**SUPPLIED DATA**
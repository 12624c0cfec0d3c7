//! State store trait definition.
//!
//! This module defines the common interface for state storage backends.
//! Entries are keyed by resource identifier, and every `save`/`delete` is
//! a single atomic unit: a crash between two commits never leaves an entry
//! half-written.

use async_trait::async_trait;

use super::lock::LockInfo;
use super::types::{ResourceState, StateSnapshot};
use crate::error::Result;

/// Trait for state storage backends.
#[async_trait]
pub trait StateStore: Send + Sync {
    /// Loads all recorded resource states.
    ///
    /// Returns an empty snapshot if no state exists yet.
    async fn load(&self) -> Result<StateSnapshot>;

    /// Saves a single resource state atomically.
    ///
    /// Saving is idempotent: retrying a commit for the same resource
    /// yields the same stored entry.
    async fn save(&self, state: &ResourceState) -> Result<()>;

    /// Deletes the recorded state for a resource.
    ///
    /// Deleting a missing entry is not an error.
    async fn delete(&self, id: &str) -> Result<()>;

    /// Acquires the run-level exclusive lock.
    ///
    /// Returns lock information if successful.
    async fn acquire_lock(&self, holder: &str) -> Result<LockInfo>;

    /// Releases the run-level lock.
    async fn release_lock(&self, lock_id: &str) -> Result<()>;

    /// Gets current lock information if locked.
    async fn lock_info(&self) -> Result<Option<LockInfo>>;

    /// Checks if the state is locked.
    async fn is_locked(&self) -> Result<bool>;

    /// Gets the backend type name.
    fn backend_type(&self) -> &'static str;
}

#[async_trait]
impl StateStore for Box<dyn StateStore> {
    async fn load(&self) -> Result<StateSnapshot> {
        (**self).load().await
    }

    async fn save(&self, state: &ResourceState) -> Result<()> {
        (**self).save(state).await
    }

    async fn delete(&self, id: &str) -> Result<()> {
        (**self).delete(id).await
    }

    async fn acquire_lock(&self, holder: &str) -> Result<LockInfo> {
        (**self).acquire_lock(holder).await
    }

    async fn release_lock(&self, lock_id: &str) -> Result<()> {
        (**self).release_lock(lock_id).await
    }

    async fn lock_info(&self) -> Result<Option<LockInfo>> {
        (**self).lock_info().await
    }

    async fn is_locked(&self) -> Result<bool> {
        (**self).is_locked().await
    }

    fn backend_type(&self) -> &'static str {
        (**self).backend_type()
    }
}
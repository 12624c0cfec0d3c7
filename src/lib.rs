// ============================================================================
// Strict linting - Dangerous or non-idiomatic practices are forbidden
// ============================================================================

#![deny(warnings)]                    // All warnings are treated as errors
#![deny(unsafe_code)]                 // Unsafe code is forbidden
#![deny(missing_docs)]                // All public items must be documented
#![cfg_attr(test, allow(missing_docs))] // Generated test doubles are exempt
#![deny(dead_code)]                   // Unused code is forbidden
#![deny(non_camel_case_types)]        // Types must follow CamelCase convention

// Additional strictness - Leave nothing unchecked
#![deny(unused_imports)]              // Unused imports are forbidden
#![deny(unused_variables)]            // Unused variables are forbidden
#![deny(unused_must_use)]             // Must handle Result and Option explicitly
#![deny(non_snake_case)]              // Variables and functions must be snake_case
#![deny(non_upper_case_globals)]      // Constants must be UPPER_CASE
#![deny(nonstandard_style)]           // Non-standard code style is forbidden
#![forbid(unsafe_op_in_unsafe_fn)]    // Unsafe ops in unsafe fns are forbidden

// Clippy lints (warnings only)
#![warn(clippy::all)]                 // All standard Clippy lints
#![warn(clippy::pedantic)]            // Very strict Clippy lints
#![warn(clippy::nursery)]             // Experimental lints
#![warn(clippy::unwrap_used)]         // unwrap() warning
#![warn(clippy::expect_used)]         // expect() warning
#![warn(clippy::panic)]               // panic!() warning
#![warn(clippy::print_stdout)]        // println!() warning
#![warn(clippy::todo)]                // TODO warning
#![warn(clippy::unimplemented)]       // unimplemented!() warning
#![warn(clippy::missing_const_for_fn)] // Force const when possible
#![warn(clippy::unwrap_in_result)]    // unwrap() in Result warning
#![warn(clippy::module_inception)]    // Module with same name as crate warning
#![warn(clippy::redundant_clone)]     // Useless clones warning
#![warn(clippy::shadow_unrelated)]    // Shadowing unrelated variables warning
#![warn(clippy::too_many_arguments)]  // Limit function arguments
#![warn(clippy::cognitive_complexity)] // Limit cognitive complexity

// Safety and robustness lints
#![deny(overflowing_literals)]        // Overflowing literals are forbidden
#![deny(arithmetic_overflow)]         // Arithmetic overflow is forbidden

// ============================================================================
// Crate Documentation
// ============================================================================

//! # Groundplan
//!
//! A declarative, dependency-aware infrastructure reconciler.
//!
//! ## Overview
//!
//! Groundplan converges a declared set of resources against an idempotent
//! provider API:
//!
//! - Declare resources as data in a YAML manifest: an identifier, a kind
//!   tag, a property map, and the identifiers the resource depends on
//! - Diff the declaration against recorded state to get a minimal plan
//! - Apply the plan concurrently, dependencies first, with bounded retries
//! - Persist every confirmed result so partial progress is never lost
//!
//! ## Architecture
//!
//! A run flows through four stages:
//!
//! 1. **Graph**: declared resources become a DAG; cycles and unknown
//!    references are configuration errors
//! 2. **Planner**: the DAG is diffed against the state store; creates and
//!    updates are ordered dependencies-first, deletes dependents-first
//! 3. **Executor**: a dataflow scheduler dispatches actions as their
//!    dependencies succeed, bounded by `max_parallel`
//! 4. **State store**: per-resource entries committed atomically after
//!    each confirmed provider response
//!
//! ## Modules
//!
//! - [`config`]: Manifest parsing, validation, and hashing
//! - [`graph`]: Resource dependency graph
//! - [`planner`]: Diff computation, plan construction, and execution
//! - [`provider`]: Provider API abstraction and HTTP client
//! - [`state`]: State storage backends (local, S3) and locking
//! - [`reconciler`]: Run orchestration
//! - [`cli`]: Command-line interface
//!
//! ## Example
//!
//! ```yaml
//! project:
//!   name: bi-platform
//!
//! state:
//!   backend: local
//!
//! provider:
//!   endpoint: https://provider.internal/api
//!
//! resources:
//!   - id: platform-vpc
//!     kind: network
//!     properties:
//!       cidr: 10.1.0.0/19
//!   - id: platform-sg
//!     kind: security-group
//!     depends_on: [platform-vpc]
//!     properties:
//!       ingress:
//!         - cidr: 10.1.0.0/19
//!           port: 5432
//! ```

// ============================================================================
// Modules
// ============================================================================

pub mod cli;
pub mod config;
pub mod error;
pub mod graph;
pub mod planner;
pub mod provider;
pub mod reconciler;
pub mod state;

// ============================================================================
// Re-exports
// ============================================================================

pub use cli::{Cli, Commands, OutputFormatter};
pub use config::{Manifest, ManifestHasher, ManifestParser, ManifestValidator, ResourceSpec};
pub use error::{GroundplanError, Result};
pub use graph::ResourceGraph;
pub use planner::{
    ActionOutcome, CancelToken, DiffEngine, ExecutionResult, ExecutionSummary, Executor, Plan,
};
pub use provider::{HttpProvider, ProviderApi};
pub use reconciler::{Reconciler, RunReport};
pub use state::{LocalStateStore, ResourceState, S3StateStore, StateStore};
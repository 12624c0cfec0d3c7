//! Provider API abstraction.
//!
//! Every resource kind is applied through this single capability: the
//! executor dispatches create/update/delete requests and the provider
//! implementation talks to the actual service. Requests carry an
//! idempotency token that stays stable across retries, so a retried call
//! has no duplicate effect.

use async_trait::async_trait;

use crate::config::Properties;
use crate::error::Result;

/// Request to create a resource on the provider.
#[derive(Debug, Clone, PartialEq)]
pub struct CreateRequest {
    /// Declared resource identifier (for provider-side tagging).
    pub resource_id: String,
    /// Resource kind tag.
    pub kind: String,
    /// Desired properties.
    pub properties: Properties,
    /// Idempotency token, stable across retries of this action.
    pub idempotency_token: String,
}

/// Request to update a resource on the provider.
#[derive(Debug, Clone, PartialEq)]
pub struct UpdateRequest {
    /// Provider-assigned external identifier.
    pub external_id: String,
    /// Resource kind tag.
    pub kind: String,
    /// Desired properties.
    pub properties: Properties,
    /// Idempotency token, stable across retries of this action.
    pub idempotency_token: String,
}

/// Request to delete a resource on the provider.
#[derive(Debug, Clone, PartialEq)]
pub struct DeleteRequest {
    /// Provider-assigned external identifier.
    pub external_id: String,
    /// Resource kind tag.
    pub kind: String,
    /// Idempotency token, stable across retries of this action.
    pub idempotency_token: String,
}

/// Abstract provider API.
///
/// Implementations must be idempotent for retried calls bearing the same
/// idempotency token.
#[cfg_attr(test, mockall::automock)]
#[async_trait]
pub trait ProviderApi: Send + Sync {
    /// Creates a resource, returning its provider-assigned external id.
    async fn create(&self, request: CreateRequest) -> Result<String>;

    /// Updates an existing resource in place.
    async fn update(&self, request: UpdateRequest) -> Result<()>;

    /// Deletes an existing resource.
    async fn delete(&self, request: DeleteRequest) -> Result<()>;
}

#[async_trait]
impl ProviderApi for Box<dyn ProviderApi> {
    async fn create(&self, request: CreateRequest) -> Result<String> {
        (**self).create(request).await
    }

    async fn update(&self, request: UpdateRequest) -> Result<()> {
        (**self).update(request).await
    }

    async fn delete(&self, request: DeleteRequest) -> Result<()> {
        (**self).delete(request).await
    }
}
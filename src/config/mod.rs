//! Configuration module for the Groundplan reconciler.
//!
//! This module handles all manifest-related functionality:
//! - Parsing and deserializing `groundplan.yaml`
//! - Validation of manifest values
//! - Computing manifest hashes for change detection

mod hash;
mod parser;
mod spec;
mod validator;

pub use hash::ManifestHasher;
pub use parser::{DEFAULT_MANIFEST_FILES, ManifestParser, find_manifest_file};
pub use spec::{
    ApplyConfig, Manifest, ProjectConfig, Properties, ProviderConfig, ResourceSpec, StateBackend,
    StateConfig,
};
pub use validator::{ManifestValidator, ValidationError, ValidationResult};
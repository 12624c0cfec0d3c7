//! Run orchestration.
//!
//! The reconciler ties the stages of a run together: load recorded state,
//! build the dependency graph, diff, plan, and apply under the run-level
//! state lock. Applying streams per-action results so callers can observe
//! progress and cancel early.

use std::sync::Arc;

use tracing::{error, info};

use crate::config::{Manifest, ManifestHasher};
use crate::error::Result;
use crate::graph::ResourceGraph;
use crate::planner::{
    CancelToken, DiffEngine, ExecutionHandle, ExecutionResult, ExecutionSummary, Executor, Plan,
};
use crate::provider::ProviderApi;
use crate::state::StateStore;

/// Orchestrates planning and applying for one manifest.
pub struct Reconciler {
    /// The manifest being reconciled.
    manifest: Manifest,
    /// Provider API.
    provider: Arc<dyn ProviderApi>,
    /// State store.
    store: Arc<dyn StateStore>,
    /// Manifest hasher.
    hasher: ManifestHasher,
    /// Diff engine.
    diff_engine: DiffEngine,
}

/// Final report of an apply run.
#[derive(Debug)]
pub struct RunReport {
    /// Terminal result for every action, in completion order.
    pub results: Vec<ExecutionResult>,
    /// Aggregate counts.
    pub summary: ExecutionSummary,
}

/// Handle to an in-progress apply, holding the run-level state lock.
pub struct ApplyHandle {
    inner: ExecutionHandle,
    store: Arc<dyn StateStore>,
    lock_id: String,
}

impl Reconciler {
    /// Creates a new reconciler.
    #[must_use]
    pub fn new(
        manifest: Manifest,
        provider: Arc<dyn ProviderApi>,
        store: Arc<dyn StateStore>,
    ) -> Self {
        Self {
            manifest,
            provider,
            store,
            hasher: ManifestHasher::new(),
            diff_engine: DiffEngine::new(),
        }
    }

    /// Computes the plan for converging recorded state to the manifest.
    ///
    /// # Errors
    ///
    /// Returns an error if the graph is invalid, the state cannot be
    /// loaded, or a deletion would leave a dangling dependent.
    pub async fn plan(&self) -> Result<Plan> {
        info!(
            "Planning {}/{}",
            self.manifest.project.name, self.manifest.project.environment
        );

        let graph = ResourceGraph::build(self.manifest.resources.clone())?;
        let prior = self.store.load().await?;

        let diff = self.diff_engine.compute(&graph, &prior);
        info!(
            "Diff: {} creates, {} updates, {} deletes, {} unchanged",
            diff.creates, diff.updates, diff.deletes, diff.unchanged
        );

        let manifest_hash = self.hasher.hash_manifest(&self.manifest);
        Plan::from_diff(&diff, &graph, &prior, &manifest_hash)
    }

    /// Computes a plan that deletes every recorded resource.
    ///
    /// # Errors
    ///
    /// Returns an error if the state cannot be loaded.
    pub async fn destroy_plan(&self) -> Result<Plan> {
        info!(
            "Planning destroy of {}/{}",
            self.manifest.project.name, self.manifest.project.environment
        );

        let prior = self.store.load().await?;
        let manifest_hash = self.hasher.hash_manifest(&self.manifest);
        Plan::for_destroy(&prior, &manifest_hash)
    }

    /// Starts applying a plan under the run-level state lock.
    ///
    /// # Errors
    ///
    /// Returns an error if the lock cannot be acquired.
    pub async fn start_apply(&self, plan: Plan) -> Result<ApplyHandle> {
        let lock = self.store.acquire_lock("").await?;

        let executor = Executor::new(Arc::clone(&self.provider), Arc::clone(&self.store))
            .with_options(self.manifest.apply.into());

        Ok(ApplyHandle {
            inner: executor.apply(plan),
            store: Arc::clone(&self.store),
            lock_id: lock.lock_id,
        })
    }

    /// Applies a plan to completion, collecting every result.
    ///
    /// # Errors
    ///
    /// Returns an error if the lock cannot be acquired or the run halts
    /// on a state-store failure.
    pub async fn apply(&self, plan: Plan) -> Result<RunReport> {
        let mut handle = self.start_apply(plan).await?;

        let mut results = Vec::new();
        while let Some(result) = handle.next_result().await {
            results.push(result);
        }

        let summary = handle.finish().await?;
        Ok(RunReport { results, summary })
    }
}

impl ApplyHandle {
    /// Receives the next terminal action result.
    pub async fn next_result(&mut self) -> Option<ExecutionResult> {
        self.inner.next_result().await
    }

    /// Returns a clonable cancellation token for this run.
    #[must_use]
    pub fn cancel_token(&self) -> CancelToken {
        self.inner.cancel_token()
    }

    /// Finishes the run and releases the state lock.
    ///
    /// # Errors
    ///
    /// Returns the fatal error if the run halted on a state-store failure.
    pub async fn finish(self) -> Result<ExecutionSummary> {
        let Self {
            inner,
            store,
            lock_id,
        } = self;

        let outcome = inner.finish().await;

        // The lock is released even when the run failed
        if let Err(e) = store.release_lock(&lock_id).await {
            error!("Failed to release state lock {lock_id}: {e}");
        }

        outcome
    }
}

impl RunReport {
    /// Returns true if every action succeeded.
    #[must_use]
    pub const fn all_successful(&self) -> bool {
        self.summary.all_successful()
    }
}

impl std::fmt::Display for RunReport {
    fn fmt(&self, f: &mut std::fmt::Formatter<'_>) -> std::fmt::Result {
        writeln!(f, "{}", self.summary)?;
        for result in &self.results {
            let status = match &result.outcome {
                crate::planner::ActionOutcome::Succeeded { .. } => String::from("ok"),
                crate::planner::ActionOutcome::Failed { reason } => format!("failed: {reason}"),
                crate::planner::ActionOutcome::Skipped { due_to } => {
                    format!("skipped (due to {due_to})")
                }
            };
            writeln!(f, "  {} {} - {status}", result.op, result.resource_id)?;
        }
        Ok(())
    }
}

#[cfg(test)]
mod tests {
    use super::*;
    use crate::config::{
        ApplyConfig, ProjectConfig, Properties, ProviderConfig, ResourceSpec, StateBackend,
        StateConfig,
    };
    use crate::provider::MockProviderApi;
    use crate::state::{LocalStateStore, ResourceStatus};
    use tempfile::TempDir;

    fn manifest(resources: Vec<ResourceSpec>) -> Manifest {
        Manifest {
            project: ProjectConfig {
                name: String::from("bi-platform"),
                environment: String::from("dev"),
            },
            state: StateConfig {
                backend: StateBackend::Local,
                bucket: None,
                prefix: None,
                region: None,
                path: None,
            },
            provider: ProviderConfig {
                endpoint: String::from("https://provider.internal/api"),
                timeout_secs: 30,
            },
            apply: ApplyConfig {
                max_parallel: 4,
                max_attempts: 1,
                retry_base_ms: 1,
            },
            resources,
        }
    }

    fn specs() -> Vec<ResourceSpec> {
        vec![
            ResourceSpec::new("platform-vpc", "network")
                .with_property("cidr", serde_json::json!("10.1.0.0/19")),
            ResourceSpec::new("platform-sg", "security-group")
                .with_dependency("platform-vpc")
                .with_property("port", serde_json::json!(5432)),
        ]
    }

    fn reconciler_with(
        resources: Vec<ResourceSpec>,
        provider: MockProviderApi,
    ) -> (Reconciler, Arc<LocalStateStore>, TempDir) {
        let temp = TempDir::new().expect("temp dir");
        let store = Arc::new(LocalStateStore::with_base_dir(temp.path()));
        let reconciler = Reconciler::new(
            manifest(resources),
            Arc::new(provider),
            Arc::clone(&store) as Arc<dyn StateStore>,
        );
        (reconciler, store, temp)
    }

    #[tokio::test]
    async fn test_plan_then_apply_then_replan_is_empty() {
        let mut provider = MockProviderApi::new();
        provider
            .expect_create()
            .times(2)
            .returning(|request| Ok(format!("ext-{}", request.resource_id)));

        let (reconciler, store, _temp) = reconciler_with(specs(), provider);

        let plan = reconciler.plan().await.expect("plan");
        assert_eq!(plan.action_count(), 2);
        assert_eq!(plan.actions[0].resource_id, "platform-vpc");
        assert_eq!(plan.actions[1].resource_id, "platform-sg");

        let report = reconciler.apply(plan).await.expect("apply");
        assert!(report.all_successful());

        let snapshot = store.load().await.expect("load");
        assert_eq!(snapshot.len(), 2);
        assert!(
            snapshot
                .values()
                .all(|s| s.status == ResourceStatus::Applied)
        );

        // A second plan against the same manifest has nothing to do
        let replan = reconciler.plan().await.expect("replan");
        assert!(replan.is_empty());
    }

    #[tokio::test]
    async fn test_apply_releases_lock() {
        let mut provider = MockProviderApi::new();
        provider
            .expect_create()
            .returning(|request| Ok(format!("ext-{}", request.resource_id)));

        let (reconciler, store, _temp) = reconciler_with(specs(), provider);

        let plan = reconciler.plan().await.expect("plan");
        reconciler.apply(plan).await.expect("apply");

        assert!(!store.is_locked().await.expect("is_locked"));
    }

    #[tokio::test]
    async fn test_destroy_plan_reverses_chain() {
        let mut provider = MockProviderApi::new();
        provider
            .expect_create()
            .returning(|request| Ok(format!("ext-{}", request.resource_id)));
        provider.expect_delete().times(2).returning(|_| Ok(()));

        let (reconciler, store, _temp) = reconciler_with(specs(), provider);

        let plan = reconciler.plan().await.expect("plan");
        reconciler.apply(plan).await.expect("apply");

        let destroy = reconciler.destroy_plan().await.expect("destroy plan");
        let order: Vec<&str> = destroy
            .actions
            .iter()
            .map(|a| a.resource_id.as_str())
            .collect();
        assert_eq!(order, vec!["platform-sg", "platform-vpc"]);

        let report = reconciler.apply(destroy).await.expect("apply destroy");
        assert!(report.all_successful());

        let snapshot = store.load().await.expect("load");
        assert!(snapshot.is_empty());
    }

    #[tokio::test]
    async fn test_update_flow() {
        let mut provider = MockProviderApi::new();
        provider
            .expect_create()
            .returning(|request| Ok(format!("ext-{}", request.resource_id)));

        let (reconciler, store, _temp) = reconciler_with(specs(), provider);

        let plan = reconciler.plan().await.expect("plan");
        reconciler.apply(plan).await.expect("apply");

        // Same resources with a changed security-group property
        let mut changed = specs();
        changed[1] = ResourceSpec::new("platform-sg", "security-group")
            .with_dependency("platform-vpc")
            .with_property("port", serde_json::json!(5433));

        let mut provider2 = MockProviderApi::new();
        provider2.expect_update().times(1).returning(|_| Ok(()));

        let reconciler2 = Reconciler::new(
            manifest(changed),
            Arc::new(provider2),
            Arc::clone(&store) as Arc<dyn StateStore>,
        );

        let plan = reconciler2.plan().await.expect("plan");
        assert_eq!(plan.action_count(), 1);
        assert_eq!(plan.update_count(), 1);

        let report = reconciler2.apply(plan).await.expect("apply");
        assert!(report.all_successful());

        let snapshot = store.load().await.expect("load");
        let sg = snapshot.get("platform-sg").expect("recorded");
        let mut expected = Properties::new();
        expected.insert(String::from("port"), serde_json::json!(5433));
        assert_eq!(sg.properties, expected);
    }
}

**WHAT TO WORK ON**
Across the records above, how many lines does the word "nothing" appear on? Reply with the number only.

**ANSWER FOR THE TASK**
2